In den seither vergangenen 6 Jahren hat sich Litauen nach Kräften bemüht, das Deutschtum Memels zu schwächen, viel- [141] fach unter Nichtberücksichtigung der Bestimmungen des Memelabkommens. Besonders durch Unterdrückung der deutschen Sprache, durch Entlassung oder Ausweisung deutscher Beamter, Lehrer, Ärzte und Journalisten, durch Beschneidung des deutschen Schulwesens, durch Verletzung der Bestimmungen über die Verwaltungsautonomie suchte man die Litauisierung des Landes zu fördern.

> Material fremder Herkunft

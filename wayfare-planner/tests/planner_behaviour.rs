//! End-to-end planner behaviour over realistic candidate pools.

use std::collections::HashSet;

use geo::Coord;
use rstest::rstest;
use wayfare_core::{PlanError, PointOfInterest, ScoredPoi};
use wayfare_planner::{ItineraryPlanner, PlanRequest};

fn scored(id: &str, priority: f32, lon: f64, lat: f64, preferred: bool) -> ScoredPoi {
    let poi = PointOfInterest::new(id, id, Coord { x: lon, y: lat })
        .with_popularity(priority)
        .with_signals(Some(4.2), 120, 12);
    ScoredPoi::new(poi, priority, preferred)
}

/// 15 candidates around George Town, two of them preferred and ~12 km
/// apart.
fn george_town_pool() -> Vec<ScoredPoi> {
    let mut pool = vec![
        scored("anchor-hill", 180.0, 100.30, 5.40, true),
        scored("anchor-fort", 160.0, 100.30, 5.51, true),
    ];
    for i in 0..13 {
        let lat = 5.40 + 0.01 * f64::from(i);
        pool.push(scored(
            &format!("filler-{i:02}"),
            90.0 - i as f32,
            100.32,
            lat,
            false,
        ));
    }
    pool
}

#[rstest]
fn nearby_preferred_pois_share_the_first_day() {
    let plan = ItineraryPlanner::new()
        .plan(george_town_pool(), &PlanRequest::new(3, 5).with_seed(11))
        .expect("plan");

    assert_eq!(plan.summary.anchor_clusters, 1);
    assert_eq!(plan.summary.preferred_requested, 2);
    assert_eq!(plan.summary.preferred_included, 2);

    let day_one = plan.days.first().expect("day 1");
    let anchors_on_day_one = day_one
        .stops
        .iter()
        .filter(|stop| stop.poi.is_preferred)
        .count();
    assert_eq!(anchors_on_day_one, 2);
    assert!(day_one.total_pois() <= 5);
}

#[rstest]
fn whole_pool_is_consumed_when_capacity_allows() {
    let plan = ItineraryPlanner::new()
        .plan(george_town_pool(), &PlanRequest::new(3, 5).with_seed(11))
        .expect("plan");

    assert_eq!(plan.summary.total_pois, 15);
    let mut seen = HashSet::new();
    for stop in plan.days.iter().flat_map(|d| d.stops.iter()) {
        assert!(seen.insert(stop.poi.poi.id.clone()));
    }
}

#[rstest]
fn sparse_pool_leaves_later_days_flexible() {
    let pool = vec![
        scored("a", 30.0, 100.30, 5.40, false),
        scored("b", 20.0, 100.31, 5.41, false),
        scored("c", 10.0, 100.32, 5.42, false),
    ];
    let plan = ItineraryPlanner::new()
        .plan(pool, &PlanRequest::new(7, 4).with_seed(5))
        .expect("plan");

    assert_eq!(plan.days.len(), 7);
    assert_eq!(plan.summary.total_pois, 3);
    assert!(plan.days.iter().skip(1).all(|day| day.is_flexible()));
    let day_one = plan.days.first().expect("day 1");
    assert_eq!(day_one.total_pois(), 3);
    assert!(day_one.overnight_transition.is_none());
}

#[rstest]
fn pinned_seed_reproduces_the_itinerary() {
    let planner = ItineraryPlanner::new();
    let request = PlanRequest::new(3, 4).with_seed(42);
    let first = planner
        .plan(george_town_pool(), &request)
        .expect("first plan");
    let second = planner
        .plan(george_town_pool(), &request)
        .expect("second plan");

    let ids = |plan: &wayfare_core::TripPlan| -> Vec<Vec<String>> {
        plan.days
            .iter()
            .map(|day| day.stops.iter().map(|s| s.poi.poi.id.clone()).collect())
            .collect()
    };
    assert_eq!(ids(&first), ids(&second));
    assert_eq!(
        first.summary.total_distance_meters,
        second.summary.total_distance_meters
    );
}

#[rstest]
fn consecutive_active_days_are_bridged_overnight() {
    let plan = ItineraryPlanner::new()
        .plan(george_town_pool(), &PlanRequest::new(3, 5).with_seed(11))
        .expect("plan");

    for window in plan.days.windows(2) {
        let (previous, current) = (&window[0], &window[1]);
        if previous.is_flexible() || current.is_flexible() {
            continue;
        }
        let transition = current
            .overnight_transition
            .as_ref()
            .expect("transition between active days");
        let previous_last = previous.stops.last().expect("previous day last stop");
        let current_first = current.stops.first().expect("current day first stop");
        assert_eq!(transition.from_poi, previous_last.poi.poi.id);
        assert_eq!(transition.to_poi, current_first.poi.poi.id);
    }
}

#[rstest]
fn summary_distances_reconcile_with_the_days() {
    let plan = ItineraryPlanner::new()
        .plan(george_town_pool(), &PlanRequest::new(3, 5).with_seed(11))
        .expect("plan");

    let summed: f64 = plan.days.iter().map(|d| d.total_distance_meters).sum();
    assert!((plan.summary.total_distance_meters - summed).abs() < 1e-6);
    assert!(
        (plan.summary.avg_distance_per_day_meters - summed / 3.0).abs() < 1e-6
    );
}

#[rstest]
fn empty_pool_reports_no_candidates() {
    let result = ItineraryPlanner::new().plan(Vec::new(), &PlanRequest::new(3, 5));
    assert!(matches!(result, Err(PlanError::NoCandidates)));
}

#[rstest]
fn zero_day_trip_is_rejected_before_planning() {
    let pool = vec![scored("a", 30.0, 100.30, 5.40, false)];
    let result = ItineraryPlanner::new().plan(pool, &PlanRequest::new(0, 5));
    assert!(matches!(
        result,
        Err(PlanError::InvalidRequest { reason }) if reason.contains("trip_days")
    ));
}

Aber trotzdem hat es der litauische Staat nicht vermocht, auch nur die Sympathien der großen Mehrzahl der litauischen Bevölkerung zu gewinnen; das beweisen die völligen Mißerfolge der litauischen Parteien bei den Wahlen zum Landtage, der Widerstand auch der litauischen Eltern gegen den litauischen Unterricht. Die Litauer des Memellandes sind durch eine ganz andersartige historische Entwicklung und durch ihren viel höheren Kulturstand von den Bewohnern des ehemaligen Russisch-Litauen scharf geschieden; auch bekennen sie sich zum evangelischen Glauben, während Russisch-Litauen römisch-katholisch ist. Sie fühlen sich, von wenigen Ausnahmen abgesehen, auch heute noch dem Deutschtum fest verbunden.

Wirtschaftlich trägt das Memelgebiet überwiegend agrarischen Charakter; etwa 70% der Bevölkerung leben von Landwirtschaft und Viehzucht; der Großgrundbesitz tritt hinter dem bäuerlichen Klein- und Mittelgrundbesitz stark zurück. Nicht unbeträchtlich sind die Werte, die durch die besonders von der Küstenbevölkerung betriebenen Fischerei in der Ostsee, dem Kurischen Haff und den Binnengewässern erzielt werden. Dagegen ist die industrielle Entwicklung des Landes unbeträchtlich. Der einzige nennenswerte Industriezweig ist die Holzindustrie, die 1921 24 Sägewerke sowie 6 sonstige Holzbearbeitungsbetriebe umfaßte; sie stützte sich ebenso wie eine bedeutende Zellulosefabrik auf die Waldgebiete am Oberlauf der Memel in Polen und Weißrußland. Für die Stadt Memel mit ihren rund 30 000 Einwohnern stehen Handel, besonders wiederum Holzhandel, und Hafenverkehr im Vorder- [142] grund ihres Wirtschaftslebens. Die große Gunst ihrer natürlichen Lage ist jedoch niemals voll ausgenutzt worden, da vor dem Kriege Rußland den Hafen Libau, das Deutschen Reich Königsberg stets auf Kosten Memels förderten.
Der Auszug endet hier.